Wednesday 26 July 2017
Auf der anderen Seite ist das Gras viel grüner (4 Stars)
"The grass is greener on the other side".
In 2009 Jessica Schwarz made a film called "The Door" in which she travelled back in time to 2004 to be reunited with her dead daughter. Rather than commit murder, as was expected of all time travellers, she decided to send her daughter into the future while remaining in the past with her ex-husband. Poor Jessica. She really messed things up.
Now it's 2016 and Jessica is given another chance to travel five years into the past. This time it's made possible by Kerstin Gier, the author of the Ruby Red Trilogy.

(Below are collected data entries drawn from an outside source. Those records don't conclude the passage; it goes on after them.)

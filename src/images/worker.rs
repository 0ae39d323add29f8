// src/images/worker.rs
use std::io::Cursor;
use std::path::{Path, PathBuf};
use std::sync::atomic::{AtomicU64, Ordering};
use std::sync::Arc;

use image::{DynamicImage, ImageFormat};
use metrics::counter;

use crate::error::FetchError;
use crate::images::crop::Cropper;
use crate::images::picker::ImagePicker;
use crate::ingest::types::Item;
use crate::pool::{self, Dispatch};

pub const DEFAULT_CROP_WIDTH: u32 = 460;
pub const DEFAULT_CROP_HEIGHT: u32 = 160;

static TEMP_FILE_COUNTER: AtomicU64 = AtomicU64::new(0);

/// Outcome of one image job. The item always comes back; `image` is only
/// set when `error` is `None` and a file was written.
#[derive(Debug)]
pub struct ImageResult {
    pub item: Item,
    pub error: Option<FetchError>,
}

/// Filename written for an item; the store keeps only this, not the path.
pub fn image_filename(item_id: &str) -> String {
    format!("{item_id}.png")
}

pub struct ImageFetcher {
    picker: Arc<dyn ImagePicker>,
    cropper: Arc<dyn Cropper>,
    image_dir: PathBuf,
    width: u32,
    height: u32,
}

impl ImageFetcher {
    pub fn new(
        picker: Arc<dyn ImagePicker>,
        cropper: Arc<dyn Cropper>,
        image_dir: impl Into<PathBuf>,
    ) -> Self {
        Self {
            picker,
            cropper,
            image_dir: image_dir.into(),
            width: DEFAULT_CROP_WIDTH,
            height: DEFAULT_CROP_HEIGHT,
        }
    }

    pub fn with_size(mut self, width: u32, height: u32) -> Self {
        self.width = width.max(1);
        self.height = height.max(1);
        self
    }

    pub async fn fetch(&self, worker: usize, mut item: Item) -> ImageResult {
        if !item.image.is_empty() {
            tracing::debug!(worker, item = %item.id, "item already has an image");
            return ImageResult { item, error: None };
        }
        tracing::debug!(worker, item = %item.id, link = %item.link, "image worker processing item");

        let img = match self.picker.pick(&item.link).await {
            Ok(Some(img)) => img,
            Ok(None) => {
                let e = FetchError::ImageNotFound(item.link.clone());
                return failed(item, e);
            }
            Err(e) => return failed(item, e),
        };

        let filename = image_filename(&item.id);
        if let Err(e) = self.render_and_write(img, &filename).await {
            return failed(item, e);
        }

        counter!("fetch_images_written_total").increment(1);
        item.image = filename;
        ImageResult { item, error: None }
    }

    async fn render_and_write(&self, img: DynamicImage, filename: &str) -> Result<(), FetchError> {
        let path = self.image_dir.join(filename);
        if filename.contains("..") || filename.contains('/') || filename.contains('\\') {
            return Err(FetchError::ImageWrite {
                path,
                source: std::io::Error::new(
                    std::io::ErrorKind::InvalidInput,
                    "item id is not a safe filename",
                ),
            });
        }

        let cropper = Arc::clone(&self.cropper);
        let (w, h) = (self.width, self.height);
        let png = tokio::task::spawn_blocking(move || encode_png(&cropper.crop(&img, w, h)))
            .await
            .map_err(|e| FetchError::ImageEncode(e.to_string()))??;

        write_atomic(&path, &png).await
    }
}

fn failed(item: Item, error: FetchError) -> ImageResult {
    counter!("fetch_image_errors_total", "kind" => error.kind()).increment(1);
    ImageResult {
        item,
        error: Some(error),
    }
}

fn encode_png(img: &DynamicImage) -> Result<Vec<u8>, FetchError> {
    let mut buf = Cursor::new(Vec::new());
    img.write_to(&mut buf, ImageFormat::Png)
        .map_err(|e| FetchError::ImageEncode(e.to_string()))?;
    Ok(buf.into_inner())
}

/// Write through a uniquely named temp file and rename, so a crash never
/// leaves a truncated `<id>.png` behind.
async fn write_atomic(path: &Path, bytes: &[u8]) -> Result<(), FetchError> {
    let n = TEMP_FILE_COUNTER.fetch_add(1, Ordering::Relaxed);
    let tmp = path.with_extension(format!("png.tmp.{}.{n}", std::process::id()));

    if let Err(source) = tokio::fs::write(&tmp, bytes).await {
        let _ = tokio::fs::remove_file(&tmp).await;
        return Err(FetchError::ImageWrite { path: tmp, source });
    }
    if let Err(source) = tokio::fs::rename(&tmp, path).await {
        let _ = tokio::fs::remove_file(&tmp).await;
        return Err(FetchError::ImageWrite {
            path: path.to_path_buf(),
            source,
        });
    }
    Ok(())
}

/// Fan `items` out over `workers` image workers.
pub fn fetch_images(
    fetcher: Arc<ImageFetcher>,
    items: Vec<Item>,
    workers: usize,
) -> Dispatch<ImageResult> {
    pool::dispatch("images", workers, items, move |worker, item| {
        let fetcher = Arc::clone(&fetcher);
        async move { fetcher.fetch(worker, item).await }
    })
}
// src/scheduler.rs
use std::future::Future;
use std::time::Duration;

use tokio::time::MissedTickBehavior;

use crate::images::{BackfillSummary, ImageBackfiller};
use crate::ingest::{FeedPoller, PollSummary};

#[derive(Debug, Clone, Copy, PartialEq, Eq)]
pub enum Phase {
    Idle,
    Polling,
    BackfillingImages,
}

#[derive(Debug, Default, Clone)]
pub struct TickReport {
    /// `None` when the poll could not start (e.g. the store was unavailable).
    pub poll: Option<PollSummary>,
    pub backfill: Option<BackfillSummary>,
}

/// Runs the feed poll then the image backfill, immediately and then on a
/// fixed interval. Ticks never overlap: a slow tick delays the next one.
pub struct Scheduler {
    feeds: FeedPoller,
    images: ImageBackfiller,
    interval: Duration,
    run_once: bool,
    phase: Phase,
    ticks: u64,
}

impl Scheduler {
    pub fn new(feeds: FeedPoller, images: ImageBackfiller, interval: Duration) -> Self {
        Self {
            feeds,
            images,
            interval,
            run_once: false,
            phase: Phase::Idle,
            ticks: 0,
        }
    }

    pub fn run_once(mut self, once: bool) -> Self {
        self.run_once = once;
        self
    }

    pub fn phase(&self) -> Phase {
        self.phase
    }

    pub fn ticks(&self) -> u64 {
        self.ticks
    }

    /// One full pass: feeds, then images.
    pub async fn tick(&mut self) -> TickReport {
        let mut report = TickReport::default();

        self.phase = Phase::Polling;
        match self.feeds.poll().await {
            Ok(s) => {
                tracing::info!(
                    target: "fetcher",
                    profiles = s.profiles,
                    failed = s.failed,
                    malformed = s.malformed,
                    items = s.items_upserted,
                    "feed poll done"
                );
                report.poll = Some(s);
            }
            Err(e) => tracing::error!(target: "fetcher", error = ?e, "feed poll aborted"),
        }

        self.phase = Phase::BackfillingImages;
        match self.images.backfill().await {
            Ok(s) => {
                tracing::info!(
                    target: "fetcher",
                    selected = s.selected,
                    found = s.found,
                    failed = s.failed,
                    "image backfill done"
                );
                report.backfill = Some(s);
            }
            Err(e) => tracing::error!(target: "fetcher", error = ?e, "image backfill aborted"),
        }

        self.phase = Phase::Idle;
        self.ticks += 1;
        report
    }

    /// Loop until `shutdown` resolves (checked only between ticks) or, in
    /// single-shot mode, after the first tick. Returns the number of ticks run.
    pub async fn run<F>(mut self, shutdown: F) -> u64
    where
        F: Future<Output = ()>,
    {
        let mut ticker = tokio::time::interval(self.interval);
        ticker.set_missed_tick_behavior(MissedTickBehavior::Delay);
        tokio::pin!(shutdown);

        loop {
            tokio::select! {
                biased;
                _ = &mut shutdown => {
                    tracing::info!(target: "fetcher", ticks = self.ticks, "shutting down");
                    break;
                }
                _ = ticker.tick() => {}
            }

            self.tick().await;
            if self.run_once {
                break;
            }
            tracing::debug!(target: "fetcher", next_in_secs = self.interval.as_secs(), "sleeping until next tick");
        }
        self.ticks
    }
}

Jessica is happily married to Felix. He's a doctor that she met five years ago outside the hospital after having her appendix removed. She still loves him, but since his promotion to the hospital's senior consultant he hardly has any time for her. Then she meets Mathias, a handsome young artist, and she begins to wonder if it would be better to be with him. She's about to begin an affair when a road accident sends her back five years to the day when she met Felix. She's determined to do everything differently, so she carefully avoids meeting Felix. She hasn't reckoned with fate. An invisible force is trying to put her together with Felix, however much she pursues Mathias. This time she doesn't have a daughter to send into the future. There's no door she can walk through. She's stuck where she is.
All Jessica can do is wait. Maybe in a few years she'll be given another film and another chance to go back five years. Maybe she can travel back from 2014 to 2009, where she can film "The Door" again. With a bit of skillful manoeuvring she can skip from film to film, back to the early 20th Century. She can ride with the Ku Klux Klan in "Birth of a Nation". If she wants to get back any further she needs help from Georges Méliès.
"The grass is greener on the other side".